The Choose-Two Trilemma
"You can't have it all."
This choose two problem extends back quite far back into history. Not really sure when it began, but it is a classic scarcity/priority issue that extends into almost all parts of our lives. Priorities must be set. Sacrifices must be made. Resources are scarce. We can't have everything at once.
However, clearly the triangle doesn't take everything into account. It inherently assumes that we can not find balance. It inherently assumes that no one will be the jack-of-all-trades and do a little bit of everything. Clearly that is false, but the concept is still sound. We can't have the best of everything. Or can we?
Like... is it really that difficult to have good grades, a social life, and get 8 hours of sleep?
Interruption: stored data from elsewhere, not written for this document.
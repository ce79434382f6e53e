//! Operator signals over `LISTEN`/`NOTIFY`.
//!
//! The scheduler listens on the channel named after its client name. A
//! payload is a small JSON document, for example
//! `{"ConfigID": 42, "Command": "START", "Ts": 1718000000}`. PostgreSQL may
//! deliver the same notification more than once across reconnects, so a
//! bounded window of recently seen payloads suppresses duplicates.

use std::collections::{HashSet, VecDeque};

use serde::{Deserialize, Serialize};
use sqlx::postgres::PgListener;
use tracing::{debug, warn};

use super::Gateway;
use crate::error::Result;

/// Notifications remembered for duplicate suppression
const DEDUP_CAPACITY: usize = 10_000;

/// Operator command carried by a notification
#[derive(Debug, Clone, Copy, PartialEq, Eq, Serialize, Deserialize)]
#[serde(rename_all = "UPPERCASE")]
pub enum SignalCommand {
    /// Run the chain now, bypassing its schedule
    Start,
    /// Cancel the running instances of the chain
    Stop,
}

/// Parsed and validated notification payload
#[derive(Debug, Clone, Copy, PartialEq, Eq, Serialize, Deserialize)]
pub struct ChainSignal {
    /// Target chain
    #[serde(rename = "ConfigID")]
    pub chain_id: i64,
    /// What to do with it
    #[serde(rename = "Command")]
    pub command: SignalCommand,
    /// Sender timestamp, unix seconds; informational
    #[serde(rename = "Ts")]
    pub ts: i64,
}

impl ChainSignal {
    fn parse(payload: &str) -> std::result::Result<Self, String> {
        let signal: ChainSignal =
            serde_json::from_str(payload).map_err(|e| e.to_string())?;
        if signal.chain_id <= 0 {
            return Err(format!("ConfigID must be positive, got {}", signal.chain_id));
        }
        Ok(signal)
    }
}

/// Receives chain signals for one scheduler session
pub struct SignalListener {
    listener: PgListener,
    dedup: DedupWindow,
}

impl SignalListener {
    /// Connect and subscribe to the channel named after the client
    pub async fn connect(gateway: &Gateway) -> Result<Self> {
        let mut listener = PgListener::connect_with(gateway.pool()).await?;
        listener.listen(gateway.client_name()).await?;
        Ok(Self {
            listener,
            dedup: DedupWindow::new(DEDUP_CAPACITY),
        })
    }

    /// Next valid, non-duplicate signal.
    ///
    /// Malformed payloads are logged and skipped. An error means the
    /// connection is gone and could not be re-established.
    pub async fn recv(&mut self) -> Result<ChainSignal> {
        loop {
            let notification = self.listener.recv().await?;
            if !self.dedup.insert(
                notification.channel(),
                notification.payload(),
                notification.process_id(),
            ) {
                debug!(payload = notification.payload(), "Duplicate notification dropped");
                continue;
            }
            match ChainSignal::parse(notification.payload()) {
                Ok(signal) => return Ok(signal),
                Err(e) => {
                    warn!(
                        payload = notification.payload(),
                        error = %e,
                        "Invalid notification payload skipped"
                    );
                }
            }
        }
    }
}

/// FIFO-evicting set of recently seen notifications
struct DedupWindow {
    seen: HashSet<(String, String, u32)>,
    order: VecDeque<(String, String, u32)>,
    capacity: usize,
}

impl DedupWindow {
    fn new(capacity: usize) -> Self {
        Self {
            seen: HashSet::with_capacity(capacity),
            order: VecDeque::with_capacity(capacity),
            capacity,
        }
    }

    /// Remember a notification; false means it was already in the window
    fn insert(&mut self, channel: &str, payload: &str, pid: u32) -> bool {
        let key = (channel.to_owned(), payload.to_owned(), pid);
        if !self.seen.insert(key.clone()) {
            return false;
        }
        self.order.push_back(key);
        if self.order.len() > self.capacity {
            if let Some(oldest) = self.order.pop_front() {
                self.seen.remove(&oldest);
            }
        }
        true
    }
}

#[cfg(test)]
mod tests {
    use super::*;

    #[test]
    fn test_parse_start_signal() {
        let signal =
            ChainSignal::parse(r#"{"ConfigID": 42, "Command": "START", "Ts": 1718000000}"#)
                .unwrap();
        assert_eq!(signal.chain_id, 42);
        assert_eq!(signal.command, SignalCommand::Start);
        assert_eq!(signal.ts, 1718000000);
    }

    #[test]
    fn test_parse_rejects_bad_payloads() {
        assert!(ChainSignal::parse("not json").is_err());
        assert!(ChainSignal::parse(r#"{"ConfigID": 0, "Command": "STOP", "Ts": 1}"#).is_err());
        assert!(ChainSignal::parse(r#"{"ConfigID": 1, "Command": "PAUSE", "Ts": 1}"#).is_err());
        assert!(ChainSignal::parse(r#"{"Command": "START", "Ts": 1}"#).is_err());
    }

    #[test]
    fn test_dedup_suppresses_repeats() {
        let mut window = DedupWindow::new(100);
        assert!(window.insert("ch", "payload", 7));
        assert!(!window.insert("ch", "payload", 7));
        assert!(window.insert("ch", "payload", 8));
        assert!(window.insert("ch", "other", 7));
    }

    #[test]
    fn test_dedup_evicts_oldest_at_capacity() {
        let mut window = DedupWindow::new(2);
        assert!(window.insert("ch", "a", 1));
        assert!(window.insert("ch", "b", 1));
        assert!(window.insert("ch", "c", 1));
        // "a" fell out of the window, so it may be seen again
        assert!(window.insert("ch", "a", 1));
        assert!(!window.insert("ch", "c", 1));
    }
}
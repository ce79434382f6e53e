//! Batching flusher behind the database log layer.
//!
//! Collects queued records and ships them with `COPY timetable.log FROM
//! STDIN` in text format. A batch goes out when it reaches [`CACHE_LIMIT`]
//! records or when the flush interval elapses, whichever happens first.
//! A failed shipment drops the batch; the error is remembered in
//! [`SinkHealth`] rather than retried, the log stream must keep moving.

use std::sync::Arc;
use std::time::Duration;

use async_trait::async_trait;
use tokio::sync::mpsc;
use tokio_util::sync::CancellationToken;
use tracing::{debug, warn};

use super::{DbSink, LogRecord, SinkHealth, CACHE_LIMIT};
use crate::db::Gateway;
use crate::error::Result;

/// Time-based flush period
pub const FLUSH_INTERVAL: Duration = Duration::from_secs(2);

const COPY_LOG_SQL: &str =
    "COPY timetable.log (ts, pid, client_name, log_level, message, message_data) FROM STDIN";

/// Destination of a log batch
#[cfg_attr(test, mockall::automock)]
#[async_trait]
pub trait LogShipper: Send + Sync {
    /// Deliver one batch; returns the number of rows written
    async fn ship(&self, rows: Vec<LogRecord>) -> Result<u64>;
}

/// Ships batches into `timetable.log` through the gateway
pub struct DbShipper {
    gateway: Arc<Gateway>,
}

impl DbShipper {
    /// Shipper bound to the configuration database
    pub fn new(gateway: Arc<Gateway>) -> Self {
        Self { gateway }
    }
}

#[async_trait]
impl LogShipper for DbShipper {
    async fn ship(&self, rows: Vec<LogRecord>) -> Result<u64> {
        let encoded = rows.iter().map(encode_row);
        self.gateway.copy_rows(COPY_LOG_SQL, encoded.collect::<Vec<_>>()).await
    }
}

/// Drains the record queue into a [`LogShipper`]
pub struct Flusher<S: LogShipper> {
    receiver: mpsc::Receiver<LogRecord>,
    shipper: S,
    health: Arc<SinkHealth>,
}

impl<S: LogShipper> Flusher<S> {
    /// Build a flusher over an open record queue
    pub fn new(receiver: mpsc::Receiver<LogRecord>, shipper: S, health: Arc<SinkHealth>) -> Self {
        Self { receiver, shipper, health }
    }

    /// Run until cancelled or until every sender is gone, then flush what is
    /// left so shutdown does not lose buffered records.
    pub async fn run(mut self, token: CancellationToken) {
        let mut batch: Vec<LogRecord> = Vec::with_capacity(CACHE_LIMIT);
        let mut tick = tokio::time::interval_at(
            tokio::time::Instant::now() + FLUSH_INTERVAL,
            FLUSH_INTERVAL,
        );
        loop {
            tokio::select! {
                received = self.receiver.recv() => match received {
                    Some(record) => {
                        batch.push(record);
                        if batch.len() >= CACHE_LIMIT {
                            self.flush(&mut batch).await;
                        }
                    }
                    None => break,
                },
                _ = tick.tick() => self.flush(&mut batch).await,
                _ = token.cancelled() => break,
            }
        }
        while let Ok(record) = self.receiver.try_recv() {
            batch.push(record);
            if batch.len() >= CACHE_LIMIT {
                self.flush_bounded(&mut batch).await;
            }
        }
        self.flush_bounded(&mut batch).await;
    }

    /// Shutdown flush with a deadline of one flush interval per shipment, so
    /// an unreachable database cannot hold the process open. The drained
    /// queue fits in at most two shipments.
    async fn flush_bounded(&self, batch: &mut Vec<LogRecord>) {
        let count = batch.len() as u64;
        if count == 0 {
            return;
        }
        if tokio::time::timeout(FLUSH_INTERVAL, self.flush(batch)).await.is_err() {
            self.health.note_dropped(count);
            warn!(dropped = count, "Final log flush timed out");
        }
    }

    async fn flush(&self, batch: &mut Vec<LogRecord>) {
        if batch.is_empty() {
            return;
        }
        let count = batch.len() as u64;
        let rows = std::mem::take(batch);
        match self.shipper.ship(rows).await {
            Ok(copied) => debug!(rows = copied, "Log records shipped"),
            Err(e) => {
                self.health.note_dropped(count);
                self.health.note_error(e.to_string());
                warn!(error = %e, dropped = count, "Log shipment failed");
            }
        }
    }
}

/// Start the database flusher task for an initialized sink
pub fn spawn_db_flusher(
    gateway: Arc<Gateway>,
    sink: DbSink,
    token: CancellationToken,
) -> tokio::task::JoinHandle<()> {
    let flusher = Flusher::new(sink.receiver, DbShipper::new(gateway), sink.health);
    tokio::spawn(flusher.run(token))
}

/// Encode one record as a COPY text-format line, without the newline
fn encode_row(record: &LogRecord) -> String {
    let mut row = String::with_capacity(64 + record.message.len());
    row.push_str(&record.ts.format("%Y-%m-%d %H:%M:%S%.6f+00").to_string());
    row.push('\t');
    row.push_str(&record.pid.to_string());
    row.push('\t');
    copy_escape(&record.client_name, &mut row);
    row.push('\t');
    row.push_str(record.level.as_str());
    row.push('\t');
    copy_escape(&record.message, &mut row);
    row.push('\t');
    match &record.data {
        Some(value) => copy_escape(&value.to_string(), &mut row),
        None => row.push_str("\\N"),
    }
    row
}

fn copy_escape(field: &str, out: &mut String) {
    for ch in field.chars() {
        match ch {
            '\\' => out.push_str("\\\\"),
            '\n' => out.push_str("\\n"),
            '\r' => out.push_str("\\r"),
            '\t' => out.push_str("\\t"),
            _ => out.push(ch),
        }
    }
}

#[cfg(test)]
mod tests {
    use super::*;
    use crate::logsink::Severity;
    use chrono::TimeZone;
    use chrono::Utc;
    use serde_json::json;

    fn record(message: &str) -> LogRecord {
        LogRecord {
            ts: Utc.with_ymd_and_hms(2024, 1, 2, 3, 4, 5).unwrap(),
            pid: 77,
            client_name: "worker01".into(),
            level: Severity::Info,
            message: message.into(),
            data: None,
        }
    }

    #[test]
    fn test_copy_escape_specials() {
        let mut out = String::new();
        copy_escape("a\tb\nc\\d\re", &mut out);
        assert_eq!(out, "a\\tb\\nc\\\\d\\re");
    }

    #[test]
    fn test_encode_row_without_data() {
        let row = encode_row(&record("hello"));
        assert_eq!(
            row,
            "2024-01-02 03:04:05.000000+00\t77\tworker01\tINFO\thello\t\\N"
        );
    }

    #[test]
    fn test_encode_row_with_data() {
        let mut r = record("chain started");
        r.data = Some(json!({"chain_id": 9}));
        let row = encode_row(&r);
        assert!(row.ends_with("\tchain started\t{\"chain_id\":9}"));
    }

    #[tokio::test]
    async fn test_flushes_full_batch() {
        let (sender, receiver) = mpsc::channel(CACHE_LIMIT);
        for i in 0..CACHE_LIMIT {
            sender.try_send(record(&format!("m{i}"))).unwrap();
        }
        drop(sender);

        let mut shipper = MockLogShipper::new();
        shipper
            .expect_ship()
            .withf(|rows| rows.len() == CACHE_LIMIT)
            .times(1)
            .returning(|rows| Ok(rows.len() as u64));

        let health = Arc::new(SinkHealth::default());
        Flusher::new(receiver, shipper, Arc::clone(&health))
            .run(CancellationToken::new())
            .await;
        assert_eq!(health.dropped_total(), 0);
    }

    #[tokio::test]
    async fn test_failed_shipment_counts_drops() {
        let (sender, receiver) = mpsc::channel(16);
        for _ in 0..3 {
            sender.try_send(record("doomed")).unwrap();
        }
        drop(sender);

        let mut shipper = MockLogShipper::new();
        shipper
            .expect_ship()
            .times(1)
            .returning(|_| Err(crate::error::Error::task("database is down")));

        let health = Arc::new(SinkHealth::default());
        Flusher::new(receiver, shipper, Arc::clone(&health))
            .run(CancellationToken::new())
            .await;
        assert_eq!(health.dropped_total(), 3);
        assert!(health.take_last_error().unwrap().contains("database is down"));
    }

    #[tokio::test]
    async fn test_cancel_flushes_remaining() {
        let (sender, receiver) = mpsc::channel(16);
        sender.try_send(record("first")).unwrap();
        sender.try_send(record("second")).unwrap();

        let mut shipper = MockLogShipper::new();
        shipper
            .expect_ship()
            .withf(|rows| rows.len() == 2)
            .times(1)
            .returning(|rows| Ok(rows.len() as u64));

        let token = CancellationToken::new();
        token.cancel();
        let health = Arc::new(SinkHealth::default());
        Flusher::new(receiver, shipper, Arc::clone(&health)).run(token).await;
        // the queue was drained on the way out
        assert_eq!(health.dropped_total(), 0);
    }
}
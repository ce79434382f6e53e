//! Helper backends for built-in scheduler tasks.
//!
//! The scheduling engine dispatches `SendMail` and `Download` builtins here.
//! Payloads arrive as JSON written by operators into the parameter table, so
//! every entry point validates before acting and reports problems as values.

#![forbid(unsafe_code)]
#![warn(missing_docs)]

pub mod files;
pub mod mail;

pub use files::{download_urls, DownloadOpts};
pub use mail::{send_mail, EmailAttachment, EmailConn};

/// Failures of the task helper backends
#[derive(Debug, thiserror::Error)]
pub enum TaskError {
    /// Payload failed validation
    #[error("{0}")]
    Invalid(String),
    /// Filesystem failure
    #[error(transparent)]
    Io(#[from] std::io::Error),
    /// HTTP request failure
    #[error(transparent)]
    Http(#[from] reqwest::Error),
    /// One or more downloads failed
    #[error("download failed: {0}")]
    Download(String),
    /// SMTP conversation failure
    #[error(transparent)]
    Smtp(#[from] lettre::transport::smtp::Error),
    /// Malformed mail address
    #[error(transparent)]
    Address(#[from] lettre::address::AddressError),
    /// Message could not be assembled
    #[error(transparent)]
    Message(#[from] lettre::error::Error),
}

/// Result alias for task helpers
pub type Result<T> = std::result::Result<T, TaskError>;
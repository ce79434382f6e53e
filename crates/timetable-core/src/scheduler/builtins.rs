//! The built-in task registry: helpers that run inside the daemon process
//! without shelling out or leaving the scheduler.

use std::path::PathBuf;
use std::time::Duration;

use serde::Deserialize;
use serde_json::Value;
use tracing::{debug, info};

use timetable_tasks::{download_urls, send_mail, DownloadOpts, EmailConn};

use super::engine::ChainRunner;
use crate::error::{Error, Result};

/// Run a named builtin once per parameter row; a task without parameters
/// runs once with a null value. The first failing row stops the task and
/// the last row's output is kept.
pub(crate) async fn execute(
    runner: &ChainRunner,
    name: &str,
    params: &[Value],
) -> Result<Option<String>> {
    debug!(
        "Executing builtin task {} with {} parameter rows",
        name,
        params.len()
    );
    if params.is_empty() {
        return dispatch_one(runner, name, &Value::Null).await;
    }
    let mut output = None;
    for value in params {
        output = dispatch_one(runner, name, value).await?;
    }
    Ok(output)
}

async fn dispatch_one(runner: &ChainRunner, name: &str, value: &Value) -> Result<Option<String>> {
    match name {
        "NoOp" => {
            debug!("NoOp task called with value: {}", value);
            Ok(None)
        }
        "Sleep" => {
            sleep_task(value).await?;
            Ok(None)
        }
        "Log" => {
            info!(severity = "USER", "{}", render(value));
            Ok(None)
        }
        "SendMail" => {
            let conn: EmailConn = serde_json::from_value(value.clone())
                .map_err(|e| Error::task(format!("invalid mail parameters: {e}")))?;
            send_mail(&conn).await.map_err(|e| Error::task(e.to_string()))?;
            Ok(None)
        }
        "Download" => {
            let opts: DownloadOpts = serde_json::from_value(value.clone())
                .map_err(|e| Error::task(format!("invalid download parameters: {e}")))?;
            let summary = download_urls(&opts)
                .await
                .map_err(|e| Error::task(e.to_string()))?;
            Ok(Some(summary))
        }
        "CopyFromFile" => copy_from_file(runner, value).await,
        other => Err(Error::task(format!("no built-in task found: {other}"))),
    }
}

async fn sleep_task(value: &Value) -> Result<()> {
    let seconds = value.as_i64().ok_or_else(|| {
        Error::task(format!(
            "sleep duration must be an integer number of seconds, got {value}"
        ))
    })?;
    if seconds < 0 {
        return Err(Error::task(format!(
            "sleep duration cannot be negative, got {seconds}"
        )));
    }
    debug!("Sleep task called for {} seconds", seconds);
    tokio::time::sleep(Duration::from_secs(seconds as u64)).await;
    Ok(())
}

/// Text for the USER log line: strings verbatim, null as empty, anything
/// else as compact JSON
fn render(value: &Value) -> String {
    match value {
        Value::String(s) => s.clone(),
        Value::Null => String::new(),
        other => other.to_string(),
    }
}

#[derive(Debug, Deserialize)]
struct CopyFrom {
    sql: String,
    filename: PathBuf,
}

async fn copy_from_file(runner: &ChainRunner, value: &Value) -> Result<Option<String>> {
    let spec: CopyFrom = serde_json::from_value(value.clone())
        .map_err(|e| Error::task(format!("invalid copy parameters: {e}")))?;
    let count = runner.gateway.copy_from_file(&spec.sql, &spec.filename).await?;
    let message = format!("{} rows copied from {}", count, spec.filename.display());
    info!("{}", message);
    Ok(Some(message))
}

#[cfg(test)]
mod tests {
    use super::*;
    use serde_json::json;

    #[tokio::test]
    async fn test_sleep_task_validates_input() {
        assert!(sleep_task(&json!("5")).await.is_err());
        assert!(sleep_task(&json!(-1)).await.is_err());
        assert!(sleep_task(&json!(null)).await.is_err());
        assert!(sleep_task(&json!(0)).await.is_ok());
    }

    #[test]
    fn test_render_log_value() {
        assert_eq!(render(&json!("plain text")), "plain text");
        assert_eq!(render(&json!(null)), "");
        assert_eq!(render(&json!({"k": 1})), r#"{"k":1}"#);
        assert_eq!(render(&json!(42)), "42");
    }

    #[test]
    fn test_copy_spec_decoding() {
        let spec: CopyFrom = serde_json::from_value(json!({
            "sql": "COPY location FROM STDIN",
            "filename": "/tmp/locations.csv"
        }))
        .unwrap();
        assert_eq!(spec.sql, "COPY location FROM STDIN");
        assert_eq!(spec.filename, PathBuf::from("/tmp/locations.csv"));
    }
}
Seriously, people take the triangle too far. Obviously we can have all these things and more.
This one is particularly toxic gamer shit. Like, yeah... if you play video games 8 hours a day that might cut in to other stuff. Obviously. I simultaneously identify with this one, and am also disgusted by it.
Can Crypto have it all?
I've actually already brought up the trilemma multiple times in other posts, but I've never actually investigated the trilemma itself. Wow... looking at that post it was right before the hostile takeover split into Hive. Crazy stuff. Blast from the past.
Here's a more recent post where I explain how we can have it all with crypto. Technology is creating a situation where everything is getting an upgrade. We no longer have to choose two. We can have it all. This is especially true when we look at the entire cryptoverse as a whole. Even if Bitcoin is always going to be a poor unit of account, it has very strong liquidity pools to other tokens that easily could be.
In fact, unit-of-account is going to go down in history as the most epic upgrade to crypto ever. It is the one thing holding us back and the most difficult to achieve. So difficult, in fact, that most people just piggyback off of USD because no one is looking to reinvent the wheel just yet. The more USD starts failing us the more incentive we have to create a unit-of-account coin ourselves. The secret lies somewhere in DEFI and elastic supply, that much is certain.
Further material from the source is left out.